Maybe it really is best to live in the present - the here and now - focused on the task at hand.
At least that seems to be the conclusion of a study that used a Web application for the iPhone to monitor people's level of happiness as they went about their daily activities.
The study is based on the responses of 2,250 volunteers, ranging in age from 18 to 85, who agreed to be randomly contacted on their iPhones. With each call, they were prompted to answer an automated series of questions, including how they were feeling at that moment, what they were doing, and whether they were focused on what they were doing or thinking about something else. If their mind had wandered, they were asked whether the thought was about a pleasant, neutral or unpleasant topic.
The findings, published Friday in the journal Science, revealed that the subjects spent 46.9 per cent of their waking hours thinking about something other than what they were doing. What's more, people were considerably less happy when their mind was wandering.
"These results certainly surprised me," said the study's lead author, Matthew Killingsworth, a doctoral student in psychology at Harvard University. He had expected that people's wandering thoughts would make them more happy - not less so.
Mr. Killingsworth, and his co-author, Harvard psychologist Daniel Gilbert, point out that human beings, unlike other animals, spend a lot of time thinking about what is not going on around them. People have the ability to contemplate "events that happened in the past, might happen in the future or will never happen at all."
The free-roaming human mind represents a remarkable evolutionary achievement, because it "allows people to learn, reason and plan," they write in the journal. But, the researchers add, this unique trait also seems to take an emotional toll.
"When people turned inward and started mind wandering they tended to be quite a bit less happy," Mr. Killingsworth said in an interview.

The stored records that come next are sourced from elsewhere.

use serde::Serialize;
use std::collections::{BTreeMap, BTreeSet};
use std::fmt;
use std::fs::Metadata;
use std::path::PathBuf;
use std::time::SystemTime;

/// Sentinel used in place of an extension when a name has no valid one
pub const NO_EXTENSION: &str = "(no extension)";

/// Kind of filesystem node visited by the walker
#[derive(Debug, Clone, Copy, PartialEq, Eq)]
pub enum EntryKind {
    File,
    Directory,
    Other,
}

/// One filesystem node visited during a walk
#[derive(Debug, Clone)]
pub struct ScanEntry {
    pub path: PathBuf,
    pub kind: EntryKind,
    pub size: u64,
    pub modified: Option<SystemTime>,
    /// Only present where the platform records a real birth time
    pub created: Option<SystemTime>,
}

impl ScanEntry {
    pub fn from_metadata(path: PathBuf, metadata: &Metadata) -> Self {
        let file_type = metadata.file_type();
        let kind = if file_type.is_file() {
            EntryKind::File
        } else if file_type.is_dir() {
            EntryKind::Directory
        } else {
            EntryKind::Other
        };

        Self {
            path,
            kind,
            size: metadata.len(),
            modified: metadata.modified().ok(),
            created: metadata.created().ok(),
        }
    }

    pub fn is_file(&self) -> bool {
        self.kind == EntryKind::File
    }
}

/// Severity of a single finding
#[derive(Debug, Clone, Copy, PartialEq, Eq, PartialOrd, Ord, Serialize)]
#[serde(rename_all = "lowercase")]
pub enum Severity {
    Info,
    Warn,
    Error,
}

impl Severity {
    pub fn tag(&self) -> &'static str {
        match self {
            Severity::Info => "INFO",
            Severity::Warn => "WARN",
            Severity::Error => "ERROR",
        }
    }
}

impl fmt::Display for Severity {
    fn fmt(&self, f: &mut fmt::Formatter<'_>) -> fmt::Result {
        f.write_str(self.tag())
    }
}

/// A classification result for one entry
#[derive(Debug, Clone, PartialEq, Eq, Serialize)]
pub struct Finding {
    pub severity: Severity,
    pub message: String,
}

/// Ordered findings for a single entry
#[derive(Debug, Clone, Default, PartialEq, Eq, Serialize)]
#[serde(transparent)]
pub struct Findings(Vec<Finding>);

impl Findings {
    pub fn new() -> Self {
        Self::default()
    }

    pub fn push(&mut self, severity: Severity, message: impl Into<String>) {
        self.0.push(Finding {
            severity,
            message: message.into(),
        });
    }

    pub fn info(&mut self, message: impl Into<String>) {
        self.push(Severity::Info, message);
    }

    pub fn warn(&mut self, message: impl Into<String>) {
        self.push(Severity::Warn, message);
    }

    pub fn error(&mut self, message: impl Into<String>) {
        self.push(Severity::Error, message);
    }

    pub fn extend(&mut self, other: Findings) {
        self.0.extend(other.0);
    }

    pub fn is_empty(&self) -> bool {
        self.0.is_empty()
    }

    /// Findings of one severity, in insertion order
    pub fn with_severity(&self, severity: Severity) -> impl Iterator<Item = &Finding> {
        self.0.iter().filter(move |f| f.severity == severity)
    }

    pub fn count(&self, severity: Severity) -> usize {
        self.with_severity(severity).count()
    }

    /// True when anything above informational level was recorded
    pub fn has_problems(&self) -> bool {
        self.0.iter().any(|f| f.severity > Severity::Info)
    }

    /// Errors first, then warnings, then informational findings
    pub fn in_report_order(&self) -> Vec<&Finding> {
        [Severity::Error, Severity::Warn, Severity::Info]
            .into_iter()
            .flat_map(|severity| self.with_severity(severity))
            .collect()
    }

    pub fn messages(&self, severity: Severity) -> Vec<&str> {
        self.with_severity(severity)
            .map(|f| f.message.as_str())
            .collect()
    }
}

/// Resource fork statistics for one normalized extension
#[derive(Debug, Clone, Default, PartialEq, Eq, Serialize)]
pub struct ExtensionForks {
    pub count: usize,
    pub types: BTreeSet<String>,
}

/// Per-extension histogram of files carrying resource forks
#[derive(Debug, Clone, Default, PartialEq, Eq, Serialize)]
#[serde(transparent)]
pub struct ResourceForkReport {
    by_extension: BTreeMap<String, ExtensionForks>,
}

impl ResourceForkReport {
    pub fn new() -> Self {
        Self::default()
    }

    /// Count one more file for `extension` and merge its resource types
    pub fn record<I, S>(&mut self, extension: &str, types: I)
    where
        I: IntoIterator<Item = S>,
        S: Into<String>,
    {
        let key = if extension.is_empty() {
            NO_EXTENSION
        } else {
            extension
        };
        let entry = self.by_extension.entry(key.to_string()).or_default();
        entry.count += 1;
        entry.types.extend(types.into_iter().map(Into::into));
    }

    pub fn get(&self, extension: &str) -> Option<&ExtensionForks> {
        self.by_extension.get(extension)
    }

    pub fn is_empty(&self) -> bool {
        self.by_extension.is_empty()
    }

    pub fn len(&self) -> usize {
        self.by_extension.len()
    }

    /// Rows sorted by extension; type codes within a row are sorted and unique
    pub fn iter(&self) -> impl Iterator<Item = (&str, &ExtensionForks)> {
        self.by_extension.iter().map(|(ext, forks)| (ext.as_str(), forks))
    }
}

/// Distinct normalized extensions seen on regular files
#[derive(Debug, Clone, Default, PartialEq, Eq, Serialize)]
#[serde(transparent)]
pub struct ExtensionCatalog(BTreeSet<String>);

impl ExtensionCatalog {
    pub fn new() -> Self {
        Self::default()
    }

    /// Files without a valid extension are not catalogued
    pub fn insert(&mut self, extension: &str) {
        if !extension.is_empty() {
            self.0.insert(extension.to_string());
        }
    }

    pub fn is_empty(&self) -> bool {
        self.0.is_empty()
    }

    pub fn contains(&self, extension: &str) -> bool {
        self.0.contains(extension)
    }

    pub fn joined(&self) -> String {
        self.0.iter().map(String::as_str).collect::<Vec<_>>().join(" ")
    }
}

/// Counters for a completed walk
#[derive(Debug, Clone, Copy, Default, PartialEq, Eq, Serialize)]
pub struct ScanSummary {
    pub directories: usize,
    pub files: usize,
    pub errors: usize,
    pub stripped_files: usize,
}

/// Where stripped copies go and which extensions are left alone
#[derive(Debug, Clone, Default)]
pub struct StripConfig {
    pub destination: PathBuf,
    pub skip_extensions: BTreeSet<String>,
}

impl StripConfig {
    pub fn new(destination: PathBuf, skip_list: &str) -> Self {
        Self {
            destination,
            skip_extensions: parse_skip_list(skip_list),
        }
    }
}

/// Normalize a comma separated extension list: trimmed, lower-cased, dot-prefixed
pub fn parse_skip_list(list: &str) -> BTreeSet<String> {
    list.split(',')
        .map(|ext| ext.trim().to_lowercase())
        .filter(|ext| !ext.is_empty())
        .map(|ext| {
            if ext.starts_with('.') {
                ext
            } else {
                format!(".{ext}")
            }
        })
        .collect()
}

/// Configuration for the scanner, folded from command line flags
#[derive(Debug, Clone, Default)]
pub struct ScannerConfig {
    pub debug: bool,
    pub warn_on_creation_times: bool,
    pub allow_text_missing_extension: bool,
    pub strip: Option<StripConfig>,
}

/// Everything a finished walk produced
#[derive(Debug, Clone, Default, PartialEq, Eq)]
pub struct ScanReport {
    pub root: PathBuf,
    pub summary: ScanSummary,
    pub resource_forks: ResourceForkReport,
    pub extensions: ExtensionCatalog,
    pub stripped_to: Option<PathBuf>,
}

Even when the mind drifted into seemingly pleasing subjects, people were still less happy than when they remained focused on what they were actually doing.
Mr. Killingsworth is at a loss to explain why "a wandering mind is an unhappy mind." Maybe a lot of people just have a tendency to worry, or fret, if they let their mind drift.
He noted that some ancient philosophies and religions have taught that focusing the mind on the present is the path to inner peace and contentment. These old traditions may have a valid point, he said.
But, on the other hand, it's also possible the link between mind wandering and unhappiness is a self-correcting mechanism. If we could slip into a perfectly serene world of our own mental creation, why would we ever want to resurface? Mind wandering may, indeed, offer certain evolutionary advantages, but too much of it could be a bad thing. After all, our cave-dwelling ancestors would have quickly fallen prey to sabre-toothed tigers if they let their guard down for very long.